## DIRECTIONS FOR THIS TASK
For each line below that holds "input", return the line as it stands.

## SOURCE DATA
//! Logical line assembly for the native diagram language
//!
//! Physical lines are stripped of comments and joined while their brackets
//! and braces stay unbalanced, so one statement may span several lines.

use crate::core::scanner::nesting_depth;
use crate::core::{ParseError, Position};

use super::recognizer::is_scope_header;

/// One statement's worth of text, possibly joined from several lines
#[derive(Debug, Clone, PartialEq, Eq)]
pub(super) struct LogicalLine {
    pub text: String,
    /// Where the first physical line of the statement starts
    pub origin: Position,
    /// Byte offset into `text` and source position of every joined line
    segments: Vec<(usize, Position)>,
}

impl LogicalLine {
    fn new(text: &str, line: usize) -> Self {
        let origin = Position::new(line, 1);
        Self {
            text: text.to_string(),
            origin,
            segments: vec![(0, origin)],
        }
    }

    /// Append physical line `line`, whose text is `raw`
    fn join(&mut self, raw: &str, line: usize) {
        let more = raw.trim();
        if more.is_empty() {
            return;
        }
        let indent = raw[..raw.len() - raw.trim_start().len()].chars().count();
        self.text.push(' ');
        self.segments
            .push((self.text.len(), Position::new(line, indent + 1)));
        self.text.push_str(more);
    }

    /// Absolute position of a byte offset into `text`
    pub fn position(&self, offset: usize) -> Position {
        let offset = offset.min(self.text.len());
        let (start, origin) = self
            .segments
            .iter()
            .rev()
            .find(|(start, _)| *start <= offset)
            .copied()
            .unwrap_or((0, self.origin));
        Position::from_offset(&self.text[start..], offset - start).relative_to(origin)
    }

    /// Rebase an error located relative to `text` onto the source
    pub fn locate(&self, error: ParseError) -> ParseError {
        error.map_position(|position| {
            let offset = self
                .text
                .char_indices()
                .nth(position.column.saturating_sub(1))
                .map_or(self.text.len(), |(idx, _)| idx);
            self.position(offset)
        })
    }
}

/// Split `input` into logical lines
pub(super) fn logical_lines(input: &str) -> Vec<LogicalLine> {
    let mut lines = Vec::new();
    let mut current: Option<LogicalLine> = None;
    let mut physical = input
        .lines()
        .enumerate()
        .map(|(idx, line)| (idx + 1, strip_comment(line).trim_end()))
        .peekable();

    while let Some((number, line)) = physical.next() {
        if let Some(mut open) = current.take() {
            if line.trim() == "}" {
                open.join(line, number);
                lines.push(open);
                continue;
            }
            open.join(line, number);
            if nesting_depth(&open.text) > 0 {
                current = Some(open);
            } else {
                lines.push(open);
            }
            continue;
        }

        if line.trim().is_empty() {
            continue;
        }

        let mut logical = LogicalLine::new(line, number);
        if is_scope_header(line) {
            let next_opens_block = physical
                .peek()
                .is_some_and(|(_, next)| next.trim_start().starts_with('{'));
            if next_opens_block {
                if let Some((next_number, next)) = physical.next() {
                    logical.join(next, next_number);
                }
            }
        }

        if nesting_depth(&logical.text) > 0 {
            current = Some(logical);
        } else {
            lines.push(logical);
        }
    }

    // Unbalanced text at the end surfaces as an unterminated block later
    if let Some(open) = current {
        lines.push(open);
    }
    lines
}

/// Cut a line at its comment
///
/// A line starting with `#` is all comment. Elsewhere `#` only starts a
/// comment when it stands alone between whitespace (or line end), outside any
/// bracket, and is not escaped, so colors like `#ff0000` survive.
pub(super) fn strip_comment(line: &str) -> &str {
    if line.trim_start().starts_with('#') {
        return "";
    }

    let bytes = line.as_bytes();
    let mut depth = 0i32;
    let mut escaped = false;
    for (idx, ch) in line.char_indices() {
        if escaped {
            escaped = false;
            continue;
        }
        match ch {
            '\\' => escaped = true,
            '[' | '{' | '(' => depth += 1,
            ']' | '}' | ')' => depth = (depth - 1).max(0),
            '#' if depth == 0 => {
                let after_blank = idx > 0 && bytes[idx - 1].is_ascii_whitespace();
                let before_blank = bytes.get(idx + 1).map_or(true, |b| b.is_ascii_whitespace());
                if after_blank && before_blank {
                    return &line[..idx];
                }
            }
            _ => {}
        }
    }
    line
}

## SOLUTION TO THE EXERCISE
/// Split `input` into logical lines
pub(super) fn logical_lines(input: &str) -> Vec<LogicalLine> {
    let mut physical = input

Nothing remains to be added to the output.